▶ [Task statement]
Each line in the listing below that contains "handles" should be returned.

▶ [Record extracts]
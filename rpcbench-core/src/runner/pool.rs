use std::sync::Arc;
use std::time::Duration;

use tokio::time::Instant;

use super::aggregator::{Aggregator, AggregatorState, Outcome};
use super::config::{RequestKind, RunConfig};
use super::cursor::InputCursor;
use super::error::{Error, Result};
use super::gate::RunGate;
use super::invoker::Invoker;
use super::signal::StopSignal;

/// Drained state of a pool together with the wall time it ran for.
#[derive(Debug, Clone, Copy, PartialEq, Eq)]
pub struct PoolRun {
    pub state: AggregatorState,
    pub elapsed: Duration,
}

/// Fixed-size set of workers driving one request kind until the deadline or a stop.
#[derive(Debug)]
pub struct WorkerPool<I> {
    config: RunConfig,
    invoker: Arc<I>,
    gate: Arc<RunGate>,
    aggregator: Arc<Aggregator>,
}

impl<I: Invoker> WorkerPool<I> {
    /// Fails with a configuration error instead of building a pool that could not make
    /// progress (empty input, zero workers, zero duration).
    pub fn new(config: RunConfig, invoker: Arc<I>, stop: Arc<StopSignal>) -> Result<Self> {
        config.validate()?;

        let gate = Arc::new(RunGate::new(config.duration, stop));
        Ok(Self {
            config,
            invoker,
            gate,
            aggregator: Arc::new(Aggregator::new()),
        })
    }

    pub fn config(&self) -> &RunConfig {
        &self.config
    }

    /// Handle for read-only observers. Writers are the pool's own workers.
    pub fn aggregator(&self) -> Arc<Aggregator> {
        self.aggregator.clone()
    }

    /// Spawns the workers, waits for every one of them, then snapshots the aggregator.
    pub async fn run(self, started: Instant) -> Result<PoolRun> {
        self.gate.start_at(started);

        let kind = self.config.kind;
        let concurrency = self.config.concurrency;
        tracing::debug!(%kind, concurrency, duration = ?self.config.duration, inputs = self.config.input.len(), "starting worker pool");

        let cursors = (0..concurrency)
            .map(|worker_id| {
                InputCursor::new(kind, self.config.input.clone(), worker_id, concurrency)
            })
            .collect::<Result<Vec<_>>>()?;

        let mut handles = Vec::with_capacity(cursors.len());
        for cursor in cursors {
            handles.push(tokio::spawn(worker(
                kind,
                cursor,
                self.invoker.clone(),
                self.gate.clone(),
                self.aggregator.clone(),
            )));
        }

        // Join every worker even if one of them panicked, so nothing is still writing
        // when the snapshot is taken.
        let mut first_err = None;
        for h in handles {
            if let Err(err) = h.await {
                first_err.get_or_insert(err);
            }
        }
        if let Some(err) = first_err {
            return Err(Error::Join(err));
        }

        Ok(PoolRun {
            state: self.aggregator.snapshot(),
            elapsed: started.elapsed(),
        })
    }
}

async fn worker<I: Invoker>(
    kind: RequestKind,
    mut cursor: InputCursor,
    invoker: Arc<I>,
    gate: Arc<RunGate>,
    aggregator: Arc<Aggregator>,
) {
    while gate.next() {
        let call = cursor.next_call();

        let begin = Instant::now();
        let res = invoker.invoke(call).await;
        let latency = begin.elapsed();

        match res {
            Ok(()) => aggregator.record(Outcome::success(latency)),
            Err(err) => {
                tracing::debug!(%kind, error = %err, "invocation failed");
                aggregator.record(Outcome::failure(latency));
            }
        }
    }
}

#[cfg(test)]
mod tests {
    #![allow(clippy::unwrap_used)]

    use super::*;
    use crate::runner::input::InputSet;
    use crate::runner::invoker::{Call, FnInvoker};

    #[derive(Debug, thiserror::Error)]
    #[error("boom")]
    struct Boom;

    fn config(input: InputSet, concurrency: u64, duration: Duration) -> RunConfig {
        RunConfig {
            kind: RequestKind::AccountInfo,
            concurrency,
            duration,
            input,
        }
    }

    #[tokio::test]
    async fn empty_input_refuses_to_build() {
        let calls = Arc::new(std::sync::atomic::AtomicU64::new(0));
        let invoker = {
            let calls = calls.clone();
            Arc::new(FnInvoker::new(move |_call: Call<'_>| {
                calls.fetch_add(1, std::sync::atomic::Ordering::Relaxed);
                async { Ok::<(), Boom>(()) }
            }))
        };

        let res = WorkerPool::new(
            config(InputSet::default(), 2, Duration::from_secs(1)),
            invoker,
            Arc::new(StopSignal::new()),
        );
        assert!(matches!(res, Err(Error::EmptyInput)));
        assert_eq!(calls.load(std::sync::atomic::Ordering::Relaxed), 0);
    }

    #[tokio::test(start_paused = true)]
    async fn stop_signal_ends_the_run_early() {
        let invoker = Arc::new(FnInvoker::new(|_call: Call<'_>| async {
            tokio::time::sleep(Duration::from_millis(5)).await;
            Ok::<(), Boom>(())
        }));
        let stop = Arc::new(StopSignal::new());
        let pool = WorkerPool::new(
            config(InputSet::new(["A"]), 2, Duration::from_secs(3600)),
            invoker,
            stop.clone(),
        )
        .unwrap();

        let started = Instant::now();
        let run = tokio::spawn(pool.run(started));
        tokio::time::sleep(Duration::from_millis(100)).await;
        stop.stop();

        let out = run.await.unwrap().unwrap();
        assert!(out.elapsed < Duration::from_secs(1));
        assert!(out.state.success_count >= 2);
        assert_eq!(out.state.failure_count, 0);
    }

    #[tokio::test(start_paused = true)]
    async fn in_flight_calls_drain_after_deadline() {
        // One slow call straddles the deadline; it must still be recorded.
        let invoker = Arc::new(FnInvoker::new(|_call: Call<'_>| async {
            tokio::time::sleep(Duration::from_millis(300)).await;
            Ok::<(), Boom>(())
        }));
        let pool = WorkerPool::new(
            config(InputSet::new(["A"]), 1, Duration::from_millis(500)),
            invoker,
            Arc::new(StopSignal::new()),
        )
        .unwrap();

        let out = pool.run(Instant::now()).await.unwrap();
        assert_eq!(out.state.success_count, 2);
        assert_eq!(out.elapsed, Duration::from_millis(600));
    }
}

▶ [Output]
        let mut handles = Vec::with_capacity(cursors.len());
            handles.push(tokio::spawn(worker(
        for h in handles {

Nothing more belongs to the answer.